2.4 海馬CA1區(qū)神經(jīng)元計(jì)數(shù) HE切片采用Mivnt圖像分析軟件系統(tǒng)進(jìn)行拍照。顯微鏡觀察海馬CA1區(qū)神經(jīng)元并進(jìn)行計(jì)數(shù)，每張切片選6個(gè)不同子午線方向視野行各層細(xì)胞計(jì)數(shù)，取其平均值。

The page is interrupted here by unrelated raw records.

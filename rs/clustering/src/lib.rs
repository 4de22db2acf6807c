pub mod config;
pub mod error;
pub mod kmeans;
pub mod l2;
pub mod synthetic;

pub use config::KMeansConfig;
pub use error::{Error, Result};
pub use kmeans::kmeans::KMeans;
pub use kmeans::observer::{IterationObserver, LogObserver, NoOpObserver};
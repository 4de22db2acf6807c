use std::path::PathBuf;

use anyhow::{anyhow, Result};
use clap::Parser;
use cli::report::write_labeled_points_to_file;
use clustering::synthetic::generate_blobs;
use clustering::{KMeans, KMeansConfig};
use log::info;

#[derive(Parser, Debug)]
#[command(version, about = "Cluster a synthetic 2-D dataset with k-means", long_about = None)]
struct Args {
    /// YAML file holding a KMeansConfig. Overrides the k-means flags below.
    #[arg(long)]
    config_path: Option<PathBuf>,

    #[arg(long, default_value_t = 3)]
    num_clusters: usize,

    #[arg(long, default_value_t = 100)]
    max_iteration: usize,

    #[arg(long, default_value_t = 1e-3)]
    tolerance: f32,

    #[arg(long, default_value_t = 42)]
    seed: u64,

    // Synthetic data
    #[arg(long, default_value_t = 100)]
    points_per_cluster: usize,

    #[arg(long, default_value_t = 0.5)]
    noise: f32,

    #[arg(long, default_value_t = 123)]
    data_seed: u64,

    #[arg(short, long, default_value = "clusters.csv")]
    output_path: PathBuf,
}

fn load_config(args: &Args) -> Result<KMeansConfig> {
    match &args.config_path {
        Some(path) => {
            let contents = std::fs::read_to_string(path)
                .map_err(|e| anyhow!("Failed to read {}: {}", path.display(), e))?;
            Ok(serde_yaml::from_str(&contents)?)
        }
        None => Ok(KMeansConfig {
            num_clusters: args.num_clusters,
            max_iteration: args.max_iteration,
            tolerance: args.tolerance,
            seed: args.seed,
        }),
    }
}

fn main() -> Result<()> {
    env_logger::init();

    let args = Args::parse();
    let config = load_config(&args)?;
    info!("K-means config: {:?}", config);

    let centers = vec![vec![0.0, 0.0], vec![5.0, 5.0], vec![-5.0, 5.0]];
    let data = generate_blobs(&centers, args.points_per_cluster, args.noise, args.data_seed)?;

    let mut kmeans = KMeans::from_config(config)?;
    kmeans.fit(&data)?;

    for cluster_id in 0..kmeans.num_clusters() {
        if let Some(centroid) = kmeans.centroid(cluster_id) {
            info!("Cluster {}: {:?}", cluster_id, centroid);
        }
    }
    if let Some(result) = kmeans.result() {
        info!(
            "Iterations: {}, converged: {}, inertia: {:.4}",
            result.num_iterations, result.converged, result.inertia
        );
    }

    write_labeled_points_to_file(&args.output_path, &data, kmeans.labels())?;
    info!("Saved clusters to {}", args.output_path.display());
    Ok(())
}
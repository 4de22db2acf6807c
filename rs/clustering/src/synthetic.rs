use rand::rngs::StdRng;
use rand::SeedableRng;
use rand_distr::{Distribution, Normal};

use crate::error::{Error, Result};

/// Generate `points_per_center` points around each center with isotropic gaussian noise.
/// Points are grouped by center, in the order the centers are given.
pub fn generate_blobs(
    centers: &[Vec<f32>],
    points_per_center: usize,
    std_dev: f32,
    seed: u64,
) -> Result<Vec<Vec<f32>>> {
    let noise = Normal::new(0.0f32, std_dev)
        .map_err(|e| Error::InvalidInput(format!("invalid noise std dev {}: {}", std_dev, e)))?;
    let mut rng = StdRng::seed_from_u64(seed);
    let mut data = Vec::with_capacity(centers.len() * points_per_center);
    for center in centers {
        for _ in 0..points_per_center {
            let point = center
                .iter()
                .map(|&c| c + noise.sample(&mut rng))
                .collect();
            data.push(point);
        }
    }
    Ok(data)
}

#[cfg(test)]
mod tests {
    use super::*;

    #[test]
    fn test_generate_blobs() {
        let centers = vec![vec![0.0, 0.0], vec![5.0, 5.0], vec![-5.0, 5.0]];
        let data = generate_blobs(&centers, 50, 0.5, 123).unwrap();
        assert_eq!(data.len(), 150);

        for (i, point) in data.iter().enumerate() {
            let center = &centers[i / 50];
            assert_eq!(point.len(), 2);
            // 0.5 std dev, 5 sigma is far beyond anything 150 samples produce.
            assert!((point[0] - center[0]).abs() < 2.5);
            assert!((point[1] - center[1]).abs() < 2.5);
        }

        assert_eq!(data, generate_blobs(&centers, 50, 0.5, 123).unwrap());
        assert_ne!(data, generate_blobs(&centers, 50, 0.5, 124).unwrap());
    }

    #[test]
    fn test_generate_blobs_invalid_std_dev() {
        let centers = vec![vec![0.0, 0.0]];
        assert!(matches!(
            generate_blobs(&centers, 10, -1.0, 123),
            Err(Error::InvalidInput(_))
        ));
        assert!(matches!(
            generate_blobs(&centers, 10, f32::NAN, 123),
            Err(Error::InvalidInput(_))
        ));
    }
}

2.5 ERK2與CaMKⅡβ蛋白的檢測 術(shù)后第30 d，水迷宮實(shí)驗(yàn)結(jié)束后，每組取10只大鼠用戊巴比妥鈉(45－50 mg/kg)麻醉，取海馬放入液氮，于立體鏡下切除CA1之后轉(zhuǎn)存到－70℃冰箱中。待所有標(biāo)本收集完畢后將樣品立即放到4℃預(yù)冷的勻漿器中，先用PBS勻漿至清澈，棄上清，加裂解緩沖液中，裂解40 min。之后12000 r/min離心15 min取上清液分裝。用BCA試劑盒測定蛋白質(zhì)含量。將提取蛋白樣品加入等體積的2×loading buffer混勻，在100℃沸水中煮3 min，變性，－80℃保存，備用。以12%SDS聚丙烯酰胺凝膠電泳分離蛋白質(zhì)，ERK2蛋白按每孔蛋白上樣量為30 μg，CaMKⅡβ蛋白按每孔蛋白上樣量為50 μg按積層膠80 V，分離膠120 V條件(恒壓)進(jìn)行電泳，直至溴酚藍(lán)移動(dòng)至膠底部終止電泳。轉(zhuǎn)膜前先用甲醇激活PVDF膜(1 min)，按陰極近膠、陽極近膜的位置準(zhǔn)備好轉(zhuǎn)膜裝置，4℃條件下300 mA(恒流)轉(zhuǎn)膜2.5 h，將凝膠上的蛋白質(zhì)轉(zhuǎn)移到PVDF膜上。轉(zhuǎn)膜結(jié)束后，用5%TBST脫脂奶粉封閉液封閉PVDF膜2 h，后加入兔抗ERK2多克隆抗體(1∶1000稀釋)、CaMKⅡβ多克隆抗體(1∶1000稀釋)、β －actin(1∶600稀釋)4℃ 過夜。TBST洗3次，15 min×1次，10 min×2次，Ⅱ抗用生物素標(biāo)記羊抗兔 IgG(1∶2000稀釋)孵育1 h，TBST洗3次，5 min×3次，經(jīng)ECL發(fā)光試劑盒顯影，X射線底片曝光。以β－actin為內(nèi)參照。實(shí)驗(yàn)重復(fù)6次。將蛋白印跡顯影圖像掃描。用Quantity One分析軟件進(jìn)行半定量分析，將ERK2與CaMKⅡβ蛋白灰度值與內(nèi)參照β－actin灰度值比較，所得比值表示各組樣品ERK2與CaMKⅡβ蛋白的表達(dá)水平。

3 統(tǒng)計(jì)學(xué)處理

結(jié) 果

1 補(bǔ)陽還五湯對大鼠水迷宮逃避潛伏期的影響

假手術(shù)組大鼠在術(shù)后7 d、14 d、28 d的逃逸潛伏期分別為(26.65±1.23)s、(12.96 ±1.13)s、(8.44±1.10)s;與之比較，模型組大鼠在各個(gè)時(shí)點(diǎn)的逃逸潛伏期［(63.57 ±2.14)s、(59.45 ±2.01)s、(54.25 ±1.83)s］均明顯延長(P＜0.05);與模型組相比，補(bǔ)陽還五湯組［(38.62 ±2.07)s、(21.36 ±1.23)s、(12.91±1.31)s］和尼莫地平組［(40.11 ±2.04)s、(22.58 ±1.65)s、(13.63 ±1.46)s］在術(shù)后第 7 d、14 d、28 d逃避潛伏期均顯著縮短(P＜0.05);補(bǔ)陽還五湯組和尼莫地平組相比，大鼠在術(shù)后各個(gè)時(shí)點(diǎn)逃避潛伏期均無明顯區(qū)別(P＞0.05)，見圖1。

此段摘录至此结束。